Note- I'm assuming there's an EMR box onto which I can log.
However, when I ran aws emr describe-cluster --cluster-id XYZ
, I saw this error in the output:
"State": "TERMINATED_WITH_ERRORS",
"StateChangeReason": {
"Message": "EMR service role arn:aws:iam::xyz:role/EMR_DefaultRole
is invalid",
"Code": "VALIDATION_ERROR"
}
What would cause this error? Do I need to open permissions on the S3 bucket for the EMR cluster to access it?
The issue is not with the bucket but that the expected IAM role is missing.

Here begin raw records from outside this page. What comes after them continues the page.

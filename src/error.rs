//! Error types
//!
//! Every failure surfaces as a `SplashError`. Precondition errors abort the
//! run before any file is written; io and image errors during generation are
//! reported per file and do not stop the batch.

use thiserror::Error;

/// Errors produced while checking the project or generating splashes
#[derive(Error, Debug)]
pub enum SplashError {
    #[error(
        "No cordova platforms found. Make sure you are in the root folder of your Cordova project and add platforms with 'cordova platform add'"
    )]
    NoPlatformsFound,

    #[error("{0} does not exist in the root folder")]
    SourceImageMissing(String),

    #[error("cordova's {0} does not exist in the root folder")]
    ConfigFileMissing(String),

    #[error("could not read the project name from {path}: {reason}")]
    ConfigParse { path: String, reason: String },

    #[error("io error: {0}")]
    Io(#[from] std::io::Error),

    #[error("image operation failed: {0}")]
    Image(#[from] image::ImageError),
}
//! Invocation settings
//!
//! Command line flags are parsed once at startup into an immutable
//! `Settings` value that every component receives by reference.

/// Default project config file
pub const DEFAULT_CONFIG_FILE: &str = "config.xml";

/// Default source splash image
pub const DEFAULT_SPLASH_FILE: &str = "splash.png";

/// Resolved invocation settings
#[derive(Debug, Clone)]
pub struct Settings {
    /// Path to the Cordova config file
    pub config_file: String,
    /// Path to the source splash image
    pub splash_file: String,
    /// Output root override for iOS splashes
    pub ios_dest: Option<String>,
    /// Output root override for Android splashes. Only honored when an iOS
    /// override was supplied as well.
    pub android_dest: Option<String>,
}

impl Default for Settings {
    fn default() -> Self {
        Self {
            config_file: DEFAULT_CONFIG_FILE.to_string(),
            splash_file: DEFAULT_SPLASH_FILE.to_string(),
            ios_dest: None,
            android_dest: None,
        }
    }
}

impl Settings {
    /// Parse settings from the process arguments
    pub fn from_args() -> Self {
        let args: Vec<String> = std::env::args().skip(1).collect();
        Self::parse(&args)
    }

    /// Parse a flag list into settings. Flags that take a value consume the
    /// next argument; anything unrecognized is skipped.
    pub fn parse(args: &[String]) -> Self {
        let mut settings = Self::default();

        let mut i = 0;
        while i < args.len() {
            match args[i].as_str() {
                "--config" => {
                    if i + 1 < args.len() {
                        settings.config_file = args[i + 1].clone();
                        i += 1;
                    }
                }
                "--splash" => {
                    if i + 1 < args.len() {
                        settings.splash_file = args[i + 1].clone();
                        i += 1;
                    }
                }
                "--ios-dest" => {
                    if i + 1 < args.len() {
                        settings.ios_dest = Some(strip_trailing_slash(&args[i + 1]));
                        i += 1;
                    }
                }
                "--android-dest" => {
                    if i + 1 < args.len() {
                        settings.android_dest = Some(strip_trailing_slash(&args[i + 1]));
                        i += 1;
                    }
                }
                _ => {}
            }
            i += 1;
        }

        // An android override without an ios override is ignored
        if settings.ios_dest.is_none() {
            settings.android_dest = None;
        }

        settings
    }
}

/// Strip a single trailing '/' from a destination override
fn strip_trailing_slash(path: &str) -> String {
    path.strip_suffix('/').unwrap_or(path).to_string()
}
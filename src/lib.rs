//! Splashgen - Cordova splash screen generator
//!
//! Reads a Cordova project's config.xml, detects which platforms were added,
//! and crops a single source image into every splash size iOS and Android
//! expect. Organized into the static asset manifest, the project inspector,
//! and the generation workflow.

pub mod display;
pub mod error;
pub mod generate;
pub mod manifest;
pub mod project;
pub mod settings;

// Re-export commonly used types for convenience
pub use error::SplashError;
pub use generate::splash::SourceImage;
pub use manifest::{ANDROID_SPLASHES, Asset, IOS_SPLASHES, PLATFORMS, Platform, PlatformKind};
pub use settings::{DEFAULT_CONFIG_FILE, DEFAULT_SPLASH_FILE, Settings};
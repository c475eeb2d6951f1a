//! Console output helpers
//!
//! Progress is reported as indented check/cross lines grouped under section
//! headers.

/// Print a success line
pub fn success(msg: &str) {
    println!("  ✓  {}", msg);
}

/// Print an error line
pub fn error(msg: &str) {
    println!("  ✗  {}", msg);
}

/// Print a section header surrounded by blank lines
pub fn header(msg: &str) {
    println!();
    println!(" {}", msg);
    println!();
}
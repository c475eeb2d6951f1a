//! Splash asset manifest
//!
//! Static tables of every splash image iOS and Android expect: a file name
//! relative to the platform's splash root plus exact pixel dimensions.
//! Destination roots are resolved at runtime from the settings and the
//! project name.

use crate::settings::Settings;

/// One required splash file: relative name and exact output dimensions
#[derive(Debug, Clone, Copy, PartialEq, Eq)]
pub struct Asset {
    /// File name relative to the platform splash root. May carry a density
    /// subdirectory, e.g. `drawable-land-ldpi/screen.png`.
    pub name: &'static str,
    pub width: u32,
    pub height: u32,
}

/// Target platform
#[derive(Debug, Clone, Copy, PartialEq, Eq)]
pub enum PlatformKind {
    Ios,
    Android,
}

/// All supported platforms, in processing order
pub const PLATFORMS: [PlatformKind; 2] = [PlatformKind::Ios, PlatformKind::Android];

/// Splash sizes for every iOS device class
pub const IOS_SPLASHES: &[Asset] = &[
    Asset { name: "Default-568h@2x~iphone.png", width: 640, height: 1136 },
    Asset { name: "Default-667h.png", width: 750, height: 1334 },
    Asset { name: "Default-736h.png", width: 1242, height: 2208 },
    Asset { name: "Default-Landscape-736h.png", width: 2208, height: 1242 },
    Asset { name: "Default-Landscape@2x~ipad.png", width: 2048, height: 1536 },
    Asset { name: "Default-Landscape~ipad.png", width: 1024, height: 768 },
    Asset { name: "Default-Portrait@2x~ipad.png", width: 1536, height: 2048 },
    Asset { name: "Default-Portrait~ipad.png", width: 768, height: 1024 },
    Asset { name: "Default@2x~iphone.png", width: 640, height: 960 },
    Asset { name: "Default~iphone.png", width: 320, height: 480 },
];

/// Splash sizes for every Android screen density, landscape and portrait
pub const ANDROID_SPLASHES: &[Asset] = &[
    Asset { name: "drawable-land-ldpi/screen.png", width: 320, height: 200 },
    Asset { name: "drawable-land-mdpi/screen.png", width: 480, height: 320 },
    Asset { name: "drawable-land-hdpi/screen.png", width: 800, height: 480 },
    Asset { name: "drawable-land-xhdpi/screen.png", width: 1280, height: 720 },
    Asset { name: "drawable-port-ldpi/screen.png", width: 200, height: 320 },
    Asset { name: "drawable-port-mdpi/screen.png", width: 320, height: 480 },
    Asset { name: "drawable-port-hdpi/screen.png", width: 480, height: 800 },
    Asset { name: "drawable-port-xhdpi/screen.png", width: 720, height: 1280 },
];

impl PlatformKind {
    /// Platform name as it appears in output and destination paths
    pub fn name(self) -> &'static str {
        match self {
            PlatformKind::Ios => "ios",
            PlatformKind::Android => "android",
        }
    }

    /// Directory whose presence marks the platform as added to the project
    pub fn project_dir(self) -> &'static str {
        match self {
            PlatformKind::Ios => "platforms/ios",
            PlatformKind::Android => "platforms/android",
        }
    }

    /// Splash files this platform expects
    pub fn assets(self) -> &'static [Asset] {
        match self {
            PlatformKind::Ios => IOS_SPLASHES,
            PlatformKind::Android => ANDROID_SPLASHES,
        }
    }

    /// Resolve the directory splash files are written under.
    ///
    /// iOS defaults to the project's own resource folder, which embeds the
    /// project name from config.xml; Android defaults to the shared res/
    /// tree. A dest override from the command line replaces the default.
    pub fn splash_root(self, settings: &Settings, project_name: &str) -> String {
        match self {
            PlatformKind::Ios => match &settings.ios_dest {
                Some(dest) => format!("{}/ios/", dest),
                None => format!("platforms/ios/{}/Resources/splash/", project_name),
            },
            PlatformKind::Android => match &settings.android_dest {
                Some(dest) => format!("{}/android/", dest),
                None => "platforms/android/res/".to_string(),
            },
        }
    }
}

/// A platform annotated with project presence and its resolved splash root
#[derive(Debug, Clone)]
pub struct Platform {
    pub kind: PlatformKind,
    /// Whether the platform directory exists in the project
    pub is_added: bool,
    /// Directory splash files are written under, trailing slash included
    pub splash_path: String,
}

impl Platform {
    /// Splash files this platform expects
    pub fn assets(&self) -> &'static [Asset] {
        self.kind.assets()
    }
}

See http://docs.aws.amazon.com/ElasticMapReduce/latest/DeveloperGuide/emr-iam-roles-creatingroles.html#emr-iam-roles-createdefaultwithcli
Issue the AWS CLI command:
aws emr create-default-roles
Then create the cluster again. This is a one-time step needed to create the default roles.
note:
beware of using a recent version of aws cli, I had problems with 1.4 (debian jessie package)
note 2: taken from mrjob code and amazon annoucments:
instance profile and service role are required for accounts created
after April 6, 2015, and will eventually be required for all accounts
I've seen this issue crop up when you create custom service roles and assign the wrong principal service.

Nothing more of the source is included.